● Required work: Below are records; copy every line among them that contains the word "future".

--- START ---

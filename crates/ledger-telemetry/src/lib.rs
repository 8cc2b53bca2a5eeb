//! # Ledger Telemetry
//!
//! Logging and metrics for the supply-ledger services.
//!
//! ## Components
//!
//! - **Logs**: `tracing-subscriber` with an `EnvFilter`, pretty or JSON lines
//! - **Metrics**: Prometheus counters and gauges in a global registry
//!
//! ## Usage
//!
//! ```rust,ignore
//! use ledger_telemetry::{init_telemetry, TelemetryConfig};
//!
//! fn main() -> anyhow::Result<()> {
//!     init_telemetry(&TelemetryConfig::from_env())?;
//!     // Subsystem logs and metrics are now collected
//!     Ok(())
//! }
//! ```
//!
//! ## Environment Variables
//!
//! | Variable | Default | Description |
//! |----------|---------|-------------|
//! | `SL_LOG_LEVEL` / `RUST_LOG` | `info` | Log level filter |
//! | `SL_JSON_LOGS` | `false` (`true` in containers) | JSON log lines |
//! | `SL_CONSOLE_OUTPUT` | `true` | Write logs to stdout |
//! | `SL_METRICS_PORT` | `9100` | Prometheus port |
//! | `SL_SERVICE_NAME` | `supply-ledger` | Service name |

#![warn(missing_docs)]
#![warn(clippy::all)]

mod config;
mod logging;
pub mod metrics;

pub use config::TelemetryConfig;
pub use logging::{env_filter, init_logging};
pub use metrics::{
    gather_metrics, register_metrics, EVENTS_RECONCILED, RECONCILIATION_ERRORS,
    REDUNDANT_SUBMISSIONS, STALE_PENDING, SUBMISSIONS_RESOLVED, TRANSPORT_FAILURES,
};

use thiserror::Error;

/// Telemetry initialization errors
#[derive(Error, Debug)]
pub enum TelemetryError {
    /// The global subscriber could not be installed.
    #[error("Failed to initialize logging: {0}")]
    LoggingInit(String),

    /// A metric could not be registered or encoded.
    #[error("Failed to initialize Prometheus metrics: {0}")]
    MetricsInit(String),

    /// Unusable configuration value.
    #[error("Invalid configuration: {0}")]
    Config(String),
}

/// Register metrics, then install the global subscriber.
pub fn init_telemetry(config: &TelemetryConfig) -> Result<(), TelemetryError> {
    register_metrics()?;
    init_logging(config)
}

--- END ---
--- START ---

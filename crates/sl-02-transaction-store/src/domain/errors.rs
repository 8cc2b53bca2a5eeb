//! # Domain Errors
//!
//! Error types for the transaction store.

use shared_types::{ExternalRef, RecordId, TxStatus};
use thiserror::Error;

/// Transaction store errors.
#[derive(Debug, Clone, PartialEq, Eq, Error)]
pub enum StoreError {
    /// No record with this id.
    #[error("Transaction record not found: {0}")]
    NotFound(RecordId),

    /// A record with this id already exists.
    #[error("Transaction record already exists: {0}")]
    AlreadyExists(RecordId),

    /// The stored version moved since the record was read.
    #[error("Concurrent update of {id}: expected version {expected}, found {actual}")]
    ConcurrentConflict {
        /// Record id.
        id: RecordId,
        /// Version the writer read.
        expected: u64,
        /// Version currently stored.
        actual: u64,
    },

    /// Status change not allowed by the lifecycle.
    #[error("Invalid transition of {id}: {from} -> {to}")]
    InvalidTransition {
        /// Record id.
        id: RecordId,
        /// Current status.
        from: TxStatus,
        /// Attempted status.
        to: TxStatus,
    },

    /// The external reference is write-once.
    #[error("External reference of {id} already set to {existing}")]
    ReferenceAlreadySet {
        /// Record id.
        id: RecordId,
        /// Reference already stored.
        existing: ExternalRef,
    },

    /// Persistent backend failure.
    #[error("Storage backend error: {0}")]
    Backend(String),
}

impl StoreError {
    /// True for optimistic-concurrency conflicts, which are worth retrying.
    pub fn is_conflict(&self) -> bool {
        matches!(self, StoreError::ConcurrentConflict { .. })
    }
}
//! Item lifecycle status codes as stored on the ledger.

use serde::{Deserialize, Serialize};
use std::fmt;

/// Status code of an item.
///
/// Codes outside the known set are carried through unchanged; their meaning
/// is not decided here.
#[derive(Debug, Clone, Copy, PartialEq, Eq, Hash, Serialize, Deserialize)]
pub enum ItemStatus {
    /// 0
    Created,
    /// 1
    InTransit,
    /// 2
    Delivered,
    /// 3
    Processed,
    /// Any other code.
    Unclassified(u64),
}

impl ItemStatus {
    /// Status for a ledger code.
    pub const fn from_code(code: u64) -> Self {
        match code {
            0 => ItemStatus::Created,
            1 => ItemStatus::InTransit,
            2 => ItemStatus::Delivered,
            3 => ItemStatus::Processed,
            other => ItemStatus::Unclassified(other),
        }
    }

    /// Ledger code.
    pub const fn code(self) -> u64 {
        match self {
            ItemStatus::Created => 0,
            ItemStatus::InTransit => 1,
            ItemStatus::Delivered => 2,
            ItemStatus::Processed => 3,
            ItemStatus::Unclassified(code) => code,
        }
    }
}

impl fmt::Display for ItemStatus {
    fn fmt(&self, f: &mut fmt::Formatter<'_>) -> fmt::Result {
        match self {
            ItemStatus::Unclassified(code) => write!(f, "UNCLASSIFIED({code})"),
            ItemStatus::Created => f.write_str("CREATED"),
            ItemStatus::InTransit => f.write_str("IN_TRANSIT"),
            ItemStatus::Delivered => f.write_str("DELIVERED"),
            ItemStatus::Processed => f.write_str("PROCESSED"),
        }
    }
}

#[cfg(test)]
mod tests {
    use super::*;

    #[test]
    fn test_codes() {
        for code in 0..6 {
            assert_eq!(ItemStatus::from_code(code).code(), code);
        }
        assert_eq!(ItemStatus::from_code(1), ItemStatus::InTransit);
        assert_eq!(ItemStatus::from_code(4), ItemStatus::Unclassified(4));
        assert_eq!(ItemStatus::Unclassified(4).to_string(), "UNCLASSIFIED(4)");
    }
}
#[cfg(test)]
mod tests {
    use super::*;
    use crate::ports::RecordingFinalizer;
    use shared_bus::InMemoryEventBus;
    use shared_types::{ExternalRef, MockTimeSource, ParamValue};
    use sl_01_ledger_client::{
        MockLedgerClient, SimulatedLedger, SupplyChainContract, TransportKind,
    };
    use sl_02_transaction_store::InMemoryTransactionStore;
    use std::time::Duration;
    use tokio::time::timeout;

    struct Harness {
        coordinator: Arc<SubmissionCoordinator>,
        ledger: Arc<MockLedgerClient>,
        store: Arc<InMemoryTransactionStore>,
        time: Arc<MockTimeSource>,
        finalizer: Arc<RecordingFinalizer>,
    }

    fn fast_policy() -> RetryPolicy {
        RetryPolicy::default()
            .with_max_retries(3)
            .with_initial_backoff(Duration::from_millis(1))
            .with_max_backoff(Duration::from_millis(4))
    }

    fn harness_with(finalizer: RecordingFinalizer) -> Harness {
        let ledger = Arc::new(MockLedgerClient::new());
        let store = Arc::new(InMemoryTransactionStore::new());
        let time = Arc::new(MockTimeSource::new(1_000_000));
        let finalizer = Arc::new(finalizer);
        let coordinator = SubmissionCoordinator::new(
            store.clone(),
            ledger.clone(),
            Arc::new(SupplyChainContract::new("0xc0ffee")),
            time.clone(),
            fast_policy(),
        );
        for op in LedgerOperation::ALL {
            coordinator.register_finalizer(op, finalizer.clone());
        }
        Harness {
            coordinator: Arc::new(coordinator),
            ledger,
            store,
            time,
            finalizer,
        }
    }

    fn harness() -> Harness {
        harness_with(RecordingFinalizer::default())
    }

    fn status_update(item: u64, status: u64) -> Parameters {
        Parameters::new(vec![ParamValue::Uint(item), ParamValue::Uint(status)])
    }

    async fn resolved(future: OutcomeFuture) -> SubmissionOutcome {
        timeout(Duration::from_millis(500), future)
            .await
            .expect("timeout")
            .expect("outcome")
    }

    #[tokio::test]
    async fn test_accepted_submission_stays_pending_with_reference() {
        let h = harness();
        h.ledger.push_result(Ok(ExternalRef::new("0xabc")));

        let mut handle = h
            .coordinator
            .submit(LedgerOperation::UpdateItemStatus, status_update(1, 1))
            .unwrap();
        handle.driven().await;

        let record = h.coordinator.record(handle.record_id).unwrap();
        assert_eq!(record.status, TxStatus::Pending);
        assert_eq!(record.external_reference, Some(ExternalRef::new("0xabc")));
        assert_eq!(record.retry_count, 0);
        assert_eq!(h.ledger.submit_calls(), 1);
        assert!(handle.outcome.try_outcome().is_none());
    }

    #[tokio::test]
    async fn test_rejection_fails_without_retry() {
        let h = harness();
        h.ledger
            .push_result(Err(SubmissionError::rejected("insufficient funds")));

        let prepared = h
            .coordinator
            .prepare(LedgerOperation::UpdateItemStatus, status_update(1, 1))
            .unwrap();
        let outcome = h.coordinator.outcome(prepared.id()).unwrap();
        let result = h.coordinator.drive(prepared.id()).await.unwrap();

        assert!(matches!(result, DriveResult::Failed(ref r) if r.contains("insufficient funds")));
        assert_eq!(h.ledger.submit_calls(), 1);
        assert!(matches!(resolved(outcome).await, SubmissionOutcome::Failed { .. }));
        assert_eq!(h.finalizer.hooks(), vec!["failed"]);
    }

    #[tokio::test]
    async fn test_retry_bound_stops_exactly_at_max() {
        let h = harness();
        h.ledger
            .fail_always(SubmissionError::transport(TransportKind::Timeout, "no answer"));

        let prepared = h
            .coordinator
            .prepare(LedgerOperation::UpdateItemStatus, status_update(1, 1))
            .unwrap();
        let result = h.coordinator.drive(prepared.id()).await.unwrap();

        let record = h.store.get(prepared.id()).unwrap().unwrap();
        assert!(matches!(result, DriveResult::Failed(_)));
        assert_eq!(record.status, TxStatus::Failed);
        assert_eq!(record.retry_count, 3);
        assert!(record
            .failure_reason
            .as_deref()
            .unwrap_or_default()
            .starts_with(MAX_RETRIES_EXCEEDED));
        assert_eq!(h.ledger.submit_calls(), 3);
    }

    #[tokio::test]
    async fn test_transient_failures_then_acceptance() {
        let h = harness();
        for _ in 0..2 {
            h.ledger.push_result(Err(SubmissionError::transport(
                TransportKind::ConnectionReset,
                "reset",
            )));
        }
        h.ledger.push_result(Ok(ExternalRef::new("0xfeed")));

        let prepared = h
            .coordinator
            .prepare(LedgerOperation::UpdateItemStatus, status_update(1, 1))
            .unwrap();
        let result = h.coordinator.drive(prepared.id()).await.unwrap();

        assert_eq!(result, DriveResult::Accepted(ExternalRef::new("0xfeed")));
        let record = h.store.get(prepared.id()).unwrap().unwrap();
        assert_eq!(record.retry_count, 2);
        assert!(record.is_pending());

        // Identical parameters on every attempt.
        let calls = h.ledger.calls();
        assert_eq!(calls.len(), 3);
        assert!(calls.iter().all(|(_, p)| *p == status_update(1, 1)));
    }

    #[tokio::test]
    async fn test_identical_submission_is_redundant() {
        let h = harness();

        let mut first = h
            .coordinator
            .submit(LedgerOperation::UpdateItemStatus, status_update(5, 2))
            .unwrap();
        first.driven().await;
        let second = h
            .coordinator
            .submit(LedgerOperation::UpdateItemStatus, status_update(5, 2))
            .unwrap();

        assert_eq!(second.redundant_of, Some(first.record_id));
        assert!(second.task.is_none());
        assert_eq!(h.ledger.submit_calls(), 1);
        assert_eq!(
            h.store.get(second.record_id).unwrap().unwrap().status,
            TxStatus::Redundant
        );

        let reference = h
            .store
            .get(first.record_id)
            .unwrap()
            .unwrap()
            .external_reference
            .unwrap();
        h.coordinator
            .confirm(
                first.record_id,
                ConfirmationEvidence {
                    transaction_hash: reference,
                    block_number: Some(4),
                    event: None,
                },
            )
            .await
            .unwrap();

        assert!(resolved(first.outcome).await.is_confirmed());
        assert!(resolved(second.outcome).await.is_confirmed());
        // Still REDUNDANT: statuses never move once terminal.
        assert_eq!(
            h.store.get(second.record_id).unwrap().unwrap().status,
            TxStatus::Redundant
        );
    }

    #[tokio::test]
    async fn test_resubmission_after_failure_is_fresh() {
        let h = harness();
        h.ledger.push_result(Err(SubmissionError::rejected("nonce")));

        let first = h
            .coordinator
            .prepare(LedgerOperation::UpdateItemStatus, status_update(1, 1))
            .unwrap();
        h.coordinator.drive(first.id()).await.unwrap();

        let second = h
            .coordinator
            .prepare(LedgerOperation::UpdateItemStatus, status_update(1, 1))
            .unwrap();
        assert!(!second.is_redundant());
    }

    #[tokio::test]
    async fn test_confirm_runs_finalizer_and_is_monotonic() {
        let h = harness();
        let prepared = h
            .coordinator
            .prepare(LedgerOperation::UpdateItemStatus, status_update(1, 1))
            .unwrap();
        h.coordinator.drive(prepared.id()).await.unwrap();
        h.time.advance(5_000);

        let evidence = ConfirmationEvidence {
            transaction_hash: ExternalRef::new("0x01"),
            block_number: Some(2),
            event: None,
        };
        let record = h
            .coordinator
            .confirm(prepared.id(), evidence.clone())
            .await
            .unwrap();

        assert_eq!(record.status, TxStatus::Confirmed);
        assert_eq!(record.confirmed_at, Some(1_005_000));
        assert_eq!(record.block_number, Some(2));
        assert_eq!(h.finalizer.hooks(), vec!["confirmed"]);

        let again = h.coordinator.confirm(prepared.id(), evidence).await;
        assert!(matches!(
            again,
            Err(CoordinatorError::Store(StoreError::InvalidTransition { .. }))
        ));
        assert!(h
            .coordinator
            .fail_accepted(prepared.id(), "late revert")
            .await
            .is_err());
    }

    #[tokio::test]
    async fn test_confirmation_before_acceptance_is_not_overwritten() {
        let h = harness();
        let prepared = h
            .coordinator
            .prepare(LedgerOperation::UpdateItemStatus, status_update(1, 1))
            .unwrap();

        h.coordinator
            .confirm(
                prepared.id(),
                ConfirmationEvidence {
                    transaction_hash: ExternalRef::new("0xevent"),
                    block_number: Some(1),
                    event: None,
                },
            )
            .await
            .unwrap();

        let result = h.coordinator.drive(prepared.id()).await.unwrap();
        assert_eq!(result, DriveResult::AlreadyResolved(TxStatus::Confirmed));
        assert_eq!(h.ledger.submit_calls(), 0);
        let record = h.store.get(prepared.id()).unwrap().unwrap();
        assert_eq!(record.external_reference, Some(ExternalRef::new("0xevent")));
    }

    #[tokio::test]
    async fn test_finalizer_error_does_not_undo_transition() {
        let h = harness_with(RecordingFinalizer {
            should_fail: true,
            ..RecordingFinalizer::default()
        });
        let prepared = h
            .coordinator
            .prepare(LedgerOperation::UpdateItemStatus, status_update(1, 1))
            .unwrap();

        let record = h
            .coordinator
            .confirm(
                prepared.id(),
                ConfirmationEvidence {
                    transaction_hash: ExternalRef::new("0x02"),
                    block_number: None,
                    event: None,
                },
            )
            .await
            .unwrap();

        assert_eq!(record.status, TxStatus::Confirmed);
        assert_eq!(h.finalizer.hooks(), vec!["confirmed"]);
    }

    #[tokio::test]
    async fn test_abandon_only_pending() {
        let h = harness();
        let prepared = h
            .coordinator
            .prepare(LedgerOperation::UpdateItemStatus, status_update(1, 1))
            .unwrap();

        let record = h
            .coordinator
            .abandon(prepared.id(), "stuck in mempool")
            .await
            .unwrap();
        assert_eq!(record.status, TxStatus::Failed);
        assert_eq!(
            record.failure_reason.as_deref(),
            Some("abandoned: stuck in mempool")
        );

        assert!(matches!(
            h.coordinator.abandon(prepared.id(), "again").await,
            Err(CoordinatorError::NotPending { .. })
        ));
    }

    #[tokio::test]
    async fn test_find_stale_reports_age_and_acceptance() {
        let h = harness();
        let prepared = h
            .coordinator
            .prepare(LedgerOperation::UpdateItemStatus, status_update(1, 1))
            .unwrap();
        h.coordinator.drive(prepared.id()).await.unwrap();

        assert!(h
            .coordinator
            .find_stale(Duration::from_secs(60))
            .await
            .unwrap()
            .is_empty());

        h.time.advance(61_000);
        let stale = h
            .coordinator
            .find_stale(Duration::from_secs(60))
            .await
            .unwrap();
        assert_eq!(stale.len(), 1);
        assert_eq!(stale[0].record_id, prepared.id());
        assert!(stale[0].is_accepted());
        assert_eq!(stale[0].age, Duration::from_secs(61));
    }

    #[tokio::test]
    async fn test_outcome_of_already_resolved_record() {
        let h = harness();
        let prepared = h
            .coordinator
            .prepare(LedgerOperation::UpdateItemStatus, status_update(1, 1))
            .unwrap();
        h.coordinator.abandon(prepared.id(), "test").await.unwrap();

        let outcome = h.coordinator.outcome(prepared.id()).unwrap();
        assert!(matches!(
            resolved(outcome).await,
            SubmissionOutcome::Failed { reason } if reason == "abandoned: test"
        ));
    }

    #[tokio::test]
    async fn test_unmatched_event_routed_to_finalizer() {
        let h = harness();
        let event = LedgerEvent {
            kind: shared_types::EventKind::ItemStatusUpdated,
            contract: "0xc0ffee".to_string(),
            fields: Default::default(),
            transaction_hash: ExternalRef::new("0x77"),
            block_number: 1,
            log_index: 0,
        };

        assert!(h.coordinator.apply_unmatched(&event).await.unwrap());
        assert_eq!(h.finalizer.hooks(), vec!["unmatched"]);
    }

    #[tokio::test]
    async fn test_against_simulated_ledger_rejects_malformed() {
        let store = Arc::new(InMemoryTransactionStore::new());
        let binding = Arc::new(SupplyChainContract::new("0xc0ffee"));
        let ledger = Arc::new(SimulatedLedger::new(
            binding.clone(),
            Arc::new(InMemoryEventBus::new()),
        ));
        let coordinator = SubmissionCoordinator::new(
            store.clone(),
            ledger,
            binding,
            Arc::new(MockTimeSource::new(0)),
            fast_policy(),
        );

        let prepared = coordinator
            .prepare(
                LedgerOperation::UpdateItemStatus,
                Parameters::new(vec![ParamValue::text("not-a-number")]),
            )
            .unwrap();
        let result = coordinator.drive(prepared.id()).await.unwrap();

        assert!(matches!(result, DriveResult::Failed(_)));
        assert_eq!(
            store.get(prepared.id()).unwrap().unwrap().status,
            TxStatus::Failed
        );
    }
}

--- END ---

● Exercise response:
    async fn resolved(future: OutcomeFuture) -> SubmissionOutcome {
        timeout(Duration::from_millis(500), future)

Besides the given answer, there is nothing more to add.